**EXERCISE DETAILS**
Search the data below for the string "resources". Extract every line that contains it.

BEGIN GIVEN RECORDS

use serde::Serialize;

use super::PartKind;

/// Which part sequence a part belongs to.
#[derive(Debug, Clone, Copy, PartialEq, Eq, Hash)]
pub enum Section {
    Markup,
    Flow,
    Resource,
}

impl Section {
    /// File name prefix for parts of this section.
    pub fn prefix(self) -> &'static str {
        match self {
            Section::Markup => "part",
            Section::Flow => "flow",
            Section::Resource => "resource",
        }
    }

    /// File name of a part: `{prefix}{uid:05}.{ext}`.
    ///
    /// The uid field is at least five digits wide and grows for larger ids,
    /// so distinct uids always yield distinct names.
    pub fn file_name(self, part: &Part) -> String {
        format!("{}{:05}.{}", self.prefix(), part.uid, part.kind.extension())
    }

    /// Parse a file name produced by [`Section::file_name`].
    pub fn parse_file_name(name: &str) -> Option<(Section, usize, PartKind)> {
        let (stem, ext) = name.rsplit_once('.')?;
        let (section, digits) = [Section::Markup, Section::Flow, Section::Resource]
            .into_iter()
            .find_map(|s| stem.strip_prefix(s.prefix()).map(|rest| (s, rest)))?;
        if digits.is_empty() || !digits.bytes().all(|b| b.is_ascii_digit()) {
            return None;
        }
        let uid = digits.parse().ok()?;
        Some((section, uid, PartKind::from_extension(ext)?))
    }
}

/// A typed chunk of content or binary resource extracted from a document.
#[derive(Debug, Clone, PartialEq, Eq)]
pub struct Part {
    /// Sequence id assigned by the provider, unique within its sequence.
    pub uid: usize,
    pub kind: PartKind,
    pub data: Vec<u8>,
}

impl Part {
    pub fn new(uid: usize, kind: PartKind, data: impl Into<Vec<u8>>) -> Self {
        Self {
            uid,
            kind,
            data: data.into(),
        }
    }

    pub fn is_empty(&self) -> bool {
        self.data.is_empty()
    }
}

/// The three part sequences a document is split into.
#[derive(Debug, Clone, Default, PartialEq, Eq)]
pub struct Parts {
    /// Main text files.
    pub markup: Vec<Part>,
    /// Supplementary text files. The first element is the raw text and is
    /// never packaged.
    pub flow: Vec<Part>,
    /// Images, fonts, media, and the OPF/NCX documents.
    pub resources: Vec<Part>,
}

impl Parts {
    pub fn new() -> Self {
        Self::default()
    }

    pub fn with_markup(mut self, part: Part) -> Self {
        self.markup.push(part);
        self
    }

    pub fn with_flow(mut self, part: Part) -> Self {
        self.flow.push(part);
        self
    }

    pub fn with_resource(mut self, part: Part) -> Self {
        self.resources.push(part);
        self
    }

    /// Stable-sort every sequence by ascending uid.
    pub fn sort(&mut self) {
        self.markup.sort_by_key(|p| p.uid);
        self.flow.sort_by_key(|p| p.uid);
        self.resources.sort_by_key(|p| p.uid);
    }

    /// Flow parts that end up in the archive (all but the raw first one).
    pub fn packaged_flow(&self) -> &[Part] {
        self.flow.get(1..).unwrap_or(&[])
    }

    /// Total payload bytes across all sequences.
    pub fn payload_len(&self) -> usize {
        self.markup
            .iter()
            .chain(&self.flow)
            .chain(&self.resources)
            .map(|p| p.data.len())
            .sum()
    }

    pub fn is_empty(&self) -> bool {
        self.markup.is_empty() && self.flow.is_empty() && self.resources.is_empty()
    }
}

/// A raw record of the source container, as reported by the provider.
#[derive(Debug, Clone, PartialEq, Eq)]
pub struct Record {
    /// Offset of the record in the container file.
    pub offset: u32,
    pub attributes: u8,
    pub uid: u32,
    pub data: Vec<u8>,
}

impl Record {
    /// Metadata of this record, as listed by a record table.
    pub fn info(&self, index: usize) -> RecordInfo {
        RecordInfo {
            index,
            offset: self.offset,
            size: self.data.len(),
            attributes: self.attributes,
            uid: self.uid,
        }
    }
}

/// One row of a record table: everything about a record but its payload.
#[derive(Debug, Clone, Copy, PartialEq, Eq, Serialize)]
pub struct RecordInfo {
    pub index: usize,
    pub offset: u32,
    pub size: usize,
    pub attributes: u8,
    pub uid: u32,
}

END GIVEN RECORDS

**COMPLETED TASK**
    pub resources: Vec<Part>,
        self.resources.push(part);
        self.resources.sort_by_key(|p| p.uid);
            .chain(&self.resources)
        self.markup.is_empty() && self.flow.is_empty() && self.resources.is_empty()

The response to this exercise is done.